# The task
Where a line in the listing contains the string "winning", copy that line out.

# Given records
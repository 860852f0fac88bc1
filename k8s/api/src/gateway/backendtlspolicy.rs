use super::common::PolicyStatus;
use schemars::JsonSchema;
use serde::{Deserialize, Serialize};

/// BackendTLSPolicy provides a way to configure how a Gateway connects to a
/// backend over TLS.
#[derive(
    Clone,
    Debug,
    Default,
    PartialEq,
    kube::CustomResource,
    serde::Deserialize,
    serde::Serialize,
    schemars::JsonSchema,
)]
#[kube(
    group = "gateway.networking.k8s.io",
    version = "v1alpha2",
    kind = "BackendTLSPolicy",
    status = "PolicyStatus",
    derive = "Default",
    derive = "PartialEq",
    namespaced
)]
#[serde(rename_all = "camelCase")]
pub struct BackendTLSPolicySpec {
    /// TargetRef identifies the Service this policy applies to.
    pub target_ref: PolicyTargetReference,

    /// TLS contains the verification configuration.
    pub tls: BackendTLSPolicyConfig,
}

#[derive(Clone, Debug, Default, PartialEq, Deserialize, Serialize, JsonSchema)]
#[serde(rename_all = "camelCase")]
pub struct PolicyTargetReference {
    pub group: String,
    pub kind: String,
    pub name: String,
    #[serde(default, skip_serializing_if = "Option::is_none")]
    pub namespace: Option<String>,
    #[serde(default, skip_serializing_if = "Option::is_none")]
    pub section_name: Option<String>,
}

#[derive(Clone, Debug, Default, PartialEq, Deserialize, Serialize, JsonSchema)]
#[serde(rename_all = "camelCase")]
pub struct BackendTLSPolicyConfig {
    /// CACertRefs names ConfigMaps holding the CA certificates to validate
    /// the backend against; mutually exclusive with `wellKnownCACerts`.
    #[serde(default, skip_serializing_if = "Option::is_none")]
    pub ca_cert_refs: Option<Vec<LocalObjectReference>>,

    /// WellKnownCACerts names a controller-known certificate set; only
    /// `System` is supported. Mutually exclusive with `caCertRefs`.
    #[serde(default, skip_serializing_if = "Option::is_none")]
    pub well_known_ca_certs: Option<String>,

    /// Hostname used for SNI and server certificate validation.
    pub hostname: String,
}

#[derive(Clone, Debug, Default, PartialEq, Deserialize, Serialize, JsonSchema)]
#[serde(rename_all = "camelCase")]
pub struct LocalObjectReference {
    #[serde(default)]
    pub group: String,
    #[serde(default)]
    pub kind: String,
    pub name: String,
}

--

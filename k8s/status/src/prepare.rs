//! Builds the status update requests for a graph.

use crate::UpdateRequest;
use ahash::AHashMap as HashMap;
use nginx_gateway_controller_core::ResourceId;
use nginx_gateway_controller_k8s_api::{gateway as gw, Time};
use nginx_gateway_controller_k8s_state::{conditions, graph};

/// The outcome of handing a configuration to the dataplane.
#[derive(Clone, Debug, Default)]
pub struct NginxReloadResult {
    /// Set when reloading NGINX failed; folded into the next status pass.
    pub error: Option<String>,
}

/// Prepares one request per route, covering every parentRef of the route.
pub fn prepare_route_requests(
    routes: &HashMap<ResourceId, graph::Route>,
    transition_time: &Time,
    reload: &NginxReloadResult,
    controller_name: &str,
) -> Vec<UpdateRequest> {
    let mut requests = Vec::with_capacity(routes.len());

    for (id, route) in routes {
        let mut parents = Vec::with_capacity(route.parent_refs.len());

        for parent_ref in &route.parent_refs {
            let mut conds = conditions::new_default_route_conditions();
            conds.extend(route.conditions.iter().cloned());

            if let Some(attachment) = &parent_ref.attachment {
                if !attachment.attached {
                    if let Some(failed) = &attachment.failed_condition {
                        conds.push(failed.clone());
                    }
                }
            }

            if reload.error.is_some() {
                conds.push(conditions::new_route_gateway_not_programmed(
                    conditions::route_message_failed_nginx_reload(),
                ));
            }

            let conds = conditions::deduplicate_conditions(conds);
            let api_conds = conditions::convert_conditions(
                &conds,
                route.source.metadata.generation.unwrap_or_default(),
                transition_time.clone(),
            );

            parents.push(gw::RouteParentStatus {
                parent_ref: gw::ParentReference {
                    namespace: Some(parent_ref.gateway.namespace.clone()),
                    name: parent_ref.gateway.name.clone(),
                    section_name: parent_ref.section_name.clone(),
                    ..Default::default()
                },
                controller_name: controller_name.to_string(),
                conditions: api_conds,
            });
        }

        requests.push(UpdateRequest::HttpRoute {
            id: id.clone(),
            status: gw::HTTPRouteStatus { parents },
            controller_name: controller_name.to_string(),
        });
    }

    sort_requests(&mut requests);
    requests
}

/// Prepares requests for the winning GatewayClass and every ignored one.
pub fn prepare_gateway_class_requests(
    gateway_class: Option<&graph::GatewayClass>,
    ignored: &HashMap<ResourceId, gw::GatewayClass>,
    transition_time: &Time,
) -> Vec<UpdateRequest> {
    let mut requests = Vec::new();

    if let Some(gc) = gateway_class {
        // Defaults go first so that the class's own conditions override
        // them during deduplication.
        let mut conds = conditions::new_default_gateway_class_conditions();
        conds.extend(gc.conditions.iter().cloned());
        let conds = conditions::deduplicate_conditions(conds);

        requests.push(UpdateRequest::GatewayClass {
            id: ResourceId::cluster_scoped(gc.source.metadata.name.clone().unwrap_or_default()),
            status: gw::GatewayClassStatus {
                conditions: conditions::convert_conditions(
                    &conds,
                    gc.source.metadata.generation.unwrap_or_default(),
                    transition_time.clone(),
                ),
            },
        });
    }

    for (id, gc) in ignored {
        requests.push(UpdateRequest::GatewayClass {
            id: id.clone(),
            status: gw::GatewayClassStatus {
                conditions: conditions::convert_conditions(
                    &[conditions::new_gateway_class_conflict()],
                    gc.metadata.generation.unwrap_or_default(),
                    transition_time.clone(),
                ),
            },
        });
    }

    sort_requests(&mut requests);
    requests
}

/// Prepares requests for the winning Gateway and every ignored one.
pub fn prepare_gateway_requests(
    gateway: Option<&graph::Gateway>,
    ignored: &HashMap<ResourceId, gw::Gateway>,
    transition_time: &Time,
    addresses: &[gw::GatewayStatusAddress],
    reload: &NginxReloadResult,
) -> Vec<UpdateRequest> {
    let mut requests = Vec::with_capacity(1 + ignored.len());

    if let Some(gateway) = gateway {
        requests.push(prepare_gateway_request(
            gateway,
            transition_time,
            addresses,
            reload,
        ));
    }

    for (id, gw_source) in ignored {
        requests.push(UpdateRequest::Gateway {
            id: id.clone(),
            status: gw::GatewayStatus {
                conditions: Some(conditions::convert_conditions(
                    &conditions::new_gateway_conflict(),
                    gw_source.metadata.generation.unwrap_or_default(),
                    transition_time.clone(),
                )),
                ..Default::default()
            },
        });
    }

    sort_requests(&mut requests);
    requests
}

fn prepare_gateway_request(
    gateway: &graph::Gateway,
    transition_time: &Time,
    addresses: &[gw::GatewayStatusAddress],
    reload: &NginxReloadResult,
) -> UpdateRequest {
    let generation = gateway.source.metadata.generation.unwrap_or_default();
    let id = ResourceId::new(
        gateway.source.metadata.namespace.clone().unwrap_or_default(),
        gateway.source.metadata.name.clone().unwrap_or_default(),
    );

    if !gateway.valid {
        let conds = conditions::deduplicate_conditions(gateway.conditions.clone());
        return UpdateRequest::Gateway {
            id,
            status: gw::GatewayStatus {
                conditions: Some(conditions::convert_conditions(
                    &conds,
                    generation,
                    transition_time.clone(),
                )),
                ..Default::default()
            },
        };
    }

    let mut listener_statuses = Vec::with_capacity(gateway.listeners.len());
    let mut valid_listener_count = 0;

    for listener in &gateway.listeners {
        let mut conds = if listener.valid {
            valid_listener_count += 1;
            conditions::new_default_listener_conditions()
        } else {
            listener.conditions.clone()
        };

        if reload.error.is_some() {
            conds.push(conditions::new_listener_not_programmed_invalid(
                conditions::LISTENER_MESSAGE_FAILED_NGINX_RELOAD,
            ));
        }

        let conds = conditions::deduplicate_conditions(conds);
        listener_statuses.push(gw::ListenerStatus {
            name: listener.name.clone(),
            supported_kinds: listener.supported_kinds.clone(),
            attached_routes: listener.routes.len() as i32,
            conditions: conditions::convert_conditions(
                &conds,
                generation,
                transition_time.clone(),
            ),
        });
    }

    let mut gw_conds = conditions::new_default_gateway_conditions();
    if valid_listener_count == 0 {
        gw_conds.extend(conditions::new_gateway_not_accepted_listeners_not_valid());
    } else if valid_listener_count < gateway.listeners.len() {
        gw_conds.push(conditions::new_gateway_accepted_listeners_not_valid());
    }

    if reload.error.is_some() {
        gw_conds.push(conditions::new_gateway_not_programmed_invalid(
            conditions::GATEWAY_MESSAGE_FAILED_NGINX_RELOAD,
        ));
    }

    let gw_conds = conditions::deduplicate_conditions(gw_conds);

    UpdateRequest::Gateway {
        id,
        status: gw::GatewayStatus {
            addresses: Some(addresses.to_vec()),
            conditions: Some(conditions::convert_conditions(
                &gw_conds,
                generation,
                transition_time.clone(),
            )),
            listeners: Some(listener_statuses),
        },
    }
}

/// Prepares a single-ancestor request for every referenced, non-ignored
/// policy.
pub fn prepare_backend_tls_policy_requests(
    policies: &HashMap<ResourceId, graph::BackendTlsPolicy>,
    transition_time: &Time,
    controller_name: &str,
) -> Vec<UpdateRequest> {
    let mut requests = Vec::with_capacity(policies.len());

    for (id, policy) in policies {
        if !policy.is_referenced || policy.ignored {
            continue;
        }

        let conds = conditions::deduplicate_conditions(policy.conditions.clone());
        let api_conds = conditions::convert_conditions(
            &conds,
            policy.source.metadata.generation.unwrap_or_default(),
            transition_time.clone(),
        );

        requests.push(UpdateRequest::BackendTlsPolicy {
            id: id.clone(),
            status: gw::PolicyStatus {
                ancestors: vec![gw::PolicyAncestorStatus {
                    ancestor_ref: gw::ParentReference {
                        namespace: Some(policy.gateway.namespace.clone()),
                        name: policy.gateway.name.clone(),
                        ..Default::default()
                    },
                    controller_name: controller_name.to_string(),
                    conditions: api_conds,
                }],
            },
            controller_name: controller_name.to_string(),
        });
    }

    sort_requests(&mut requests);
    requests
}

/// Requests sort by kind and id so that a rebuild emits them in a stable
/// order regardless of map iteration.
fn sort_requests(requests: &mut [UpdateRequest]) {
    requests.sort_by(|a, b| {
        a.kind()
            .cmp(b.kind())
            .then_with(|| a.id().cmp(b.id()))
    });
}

# Result of this task
/// Prepares requests for the winning GatewayClass and every ignored one.
/// Prepares requests for the winning Gateway and every ignored one.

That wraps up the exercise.